La exposición a la contaminación atmosférica en el embarazo asociada a trastornos del comportamiento en los niños

Un nuevo estudio de ISGlobal concluye que la exposición a la contaminación atmosférica en el embarazo provoca cambios en la formación del cerebro de los futuros bebés, que se asocian a trastornos del comportamiento en los niños. Estos cambios se producen incluso si los valores de la contaminación están por debajo de los permitidos por la UE.

Estudio de Salud Global de Barcelona (ISGlobal)

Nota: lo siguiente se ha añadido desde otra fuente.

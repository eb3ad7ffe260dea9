use rusqlite::Connection;

/// Initialize the database schema. Idempotent.
pub fn init_db(conn: &Connection) -> rusqlite::Result<()> {
    conn.execute_batch(
        r#"
        -- Global policy defaults (JSON-encoded values), read only at order creation
        CREATE TABLE IF NOT EXISTS settings (
            key TEXT PRIMARY KEY,
            value TEXT NOT NULL,
            updated_at INTEGER NOT NULL
        );

        -- Catalog of downloadable products
        CREATE TABLE IF NOT EXISTS products (
            id INTEGER PRIMARY KEY AUTOINCREMENT,
            name TEXT NOT NULL,
            description TEXT,
            download_link TEXT NOT NULL,
            image_url TEXT,
            created_at INTEGER NOT NULL,
            updated_at INTEGER NOT NULL
        );

        -- Redeemable orders. Status is derived from (one_time_use, claim_count),
        -- never stored.
        CREATE TABLE IF NOT EXISTS orders (
            id INTEGER PRIMARY KEY AUTOINCREMENT,
            order_id TEXT NOT NULL UNIQUE,
            expires_at INTEGER,
            one_time_use INTEGER NOT NULL DEFAULT 1,
            claim_count INTEGER NOT NULL DEFAULT 0 CHECK (claim_count >= 0),
            last_claimed_at INTEGER,
            created_at INTEGER NOT NULL,
            updated_at INTEGER NOT NULL
        );
        CREATE INDEX IF NOT EXISTS idx_orders_created ON orders(created_at DESC);

        -- Order ↔ product bundle. position keeps the admin's ordering, which is
        -- the order download links are handed out in.
        CREATE TABLE IF NOT EXISTS order_products (
            order_id INTEGER NOT NULL REFERENCES orders(id) ON DELETE CASCADE,
            product_id INTEGER NOT NULL REFERENCES products(id) ON DELETE RESTRICT,
            position INTEGER NOT NULL,
            PRIMARY KEY (order_id, product_id)
        );
        CREATE INDEX IF NOT EXISTS idx_order_products_position ON order_products(order_id, position);
        CREATE INDEX IF NOT EXISTS idx_order_products_product ON order_products(product_id);

        -- Administrator accounts (API key hash only)
        CREATE TABLE IF NOT EXISTS admins (
            id INTEGER PRIMARY KEY AUTOINCREMENT,
            username TEXT NOT NULL UNIQUE,
            api_key_hash TEXT NOT NULL UNIQUE,
            created_at INTEGER NOT NULL,
            last_used_at INTEGER
        );

        -- Append-only audit trail of admin mutations and successful claims
        CREATE TABLE IF NOT EXISTS audit_logs (
            id TEXT PRIMARY KEY,
            timestamp INTEGER NOT NULL,
            actor_type TEXT NOT NULL CHECK (actor_type IN ('admin', 'public', 'system')),
            actor_id INTEGER,
            actor_name TEXT,
            action TEXT NOT NULL,
            resource_type TEXT NOT NULL,
            resource_id TEXT NOT NULL,
            details TEXT,
            ip_address TEXT,
            user_agent TEXT
        );
        CREATE INDEX IF NOT EXISTS idx_audit_logs_timestamp ON audit_logs(timestamp DESC);
        CREATE INDEX IF NOT EXISTS idx_audit_logs_action ON audit_logs(action, timestamp DESC);
        CREATE INDEX IF NOT EXISTS idx_audit_logs_resource ON audit_logs(resource_type, resource_id);
        "#,
    )?;
    Ok(())
}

Una nueva investigación realizada por expertos del Instituto de Salud Global de Barcelona (ISGlobal), apunta a una clara relación entre la exposición a la contaminación atmosférica en el embarazo con trastornos del comportamiento en los niños. Los investigadores apuntan que incluso si se cumplen los límites de contaminación permitidos por la UE, esos límites provocan igualmente una reducción del cuerpo calloso (conjunto de fibras nerviosas que une los dos hemisferios cerebrales), estructura cuyas irregularidades se relacionan con los trastornos del espectro autista y el TDAH (Trastorno por Déficit de Atención con Hiperactividad).

Merece la pena recordar que este instituto ha realizado varios estudios cuyas conclusiones muestran cómo afecta la contaminación ambiental al cerebro de la infancia, se puede citar esta investigación en la que concluía que la contaminación atmosférica podría afectar a las habilidades cognitivas antes y después del nacimiento, o esta otra en la que se determinaba que el cerebro de los niños puede sufrir cambios con la contaminación ambiental, entre otras muchas. Lo cierto es que cuanto más se investiga el tema, más se amplia la lista de problemas que causan las partículas contaminantes a los niños y niñas desde su concepción.

Según comentan los expertos, se han realizado muchas investigaciones sobre el impacto de la contaminación atmosférica en las capacidades cognitivas de los niños, pero hay pocos estudios que muestren los cambios físicos que esta contaminación provoca en el cerebro de los menores. La investigación realizada se enmarca en el proyecto BREATHE, proyecto que estudia el impacto de la contaminación en las ciudades sobre el desarrollo cognitivo de los niños, y cuyos resultados previos ya habían asociado los problemas que causa la contaminación del aire en las funciones cognitivas de la infancia, así como de algunos cambios funcionales en el cerebro.

En esta nueva investigación los expertos han analizado la relación entre la exposición prenatal a las partículas finas (PM2,5), también conocidas como partículas respirables que afectan a la salud humana y especialmente exacerban las enfermedades de tipo respiratorio, influyen en las dolencias de tipo cardiovascular, aumentan la morbi-mortalidad, el riesgo de sufrir alergias y, por supuesto, en las funciones cerebrales y los cambios que sufre el cerebro tal y como ha demostrado en varias ocasiones el Instituto de Salud Global de Barcelona.

En el estudio participaron 186 niños de cuarenta escuelas de Barcelona, los expertos calcularon la exposición a las partículas finas a las que se exponían los menores y sus madres gracias a los datos del Proyecto Escape (European Study of Cohorts for Air Pollution Effects), en el que se realizan mediciones de partículas en suspensión en el aire y óxidos de nitrógeno en regiones seleccionadas de Europa, y se consultó el historial de residencia de los niños y niñas. Para determinar la anatomía cerebral, a los menores se les realizaron resonancias magnéticas y se recabó información sobre el comportamiento a través de cuestionarios cumplimentados por los padres y el profesorado.

Tras cotejar todos los datos, se determinó que la exposición prenatal a las partículas finas en el tercer trimestre del embarazo podía inducir cambios estructurales en el cuerpo calloso, algo que se apreciaba en niños y niñas con edades comprendidas entre los 8 y 12 años. Los resultados son preocupantes, sobre todo porque no importa que no se exceda de los niveles contaminantes establecidos por la UE para que se produzcan estos cambios, algo que delata que los niveles deberían ser mucho menores e incluso intentar llegar al valor “0”, algo que hoy por hoy es imposible.

La contaminación ambiental es un problema serio y parece que las administraciones nacionales y europeas tienen poco interés por abordarlo de una manera tajante, no es extraño que cada vez haya más problemas de salud relacionados con este tipo de contaminación. Podéis conocer con detalle el estudio a través de este artículo publicado en ISGlobal.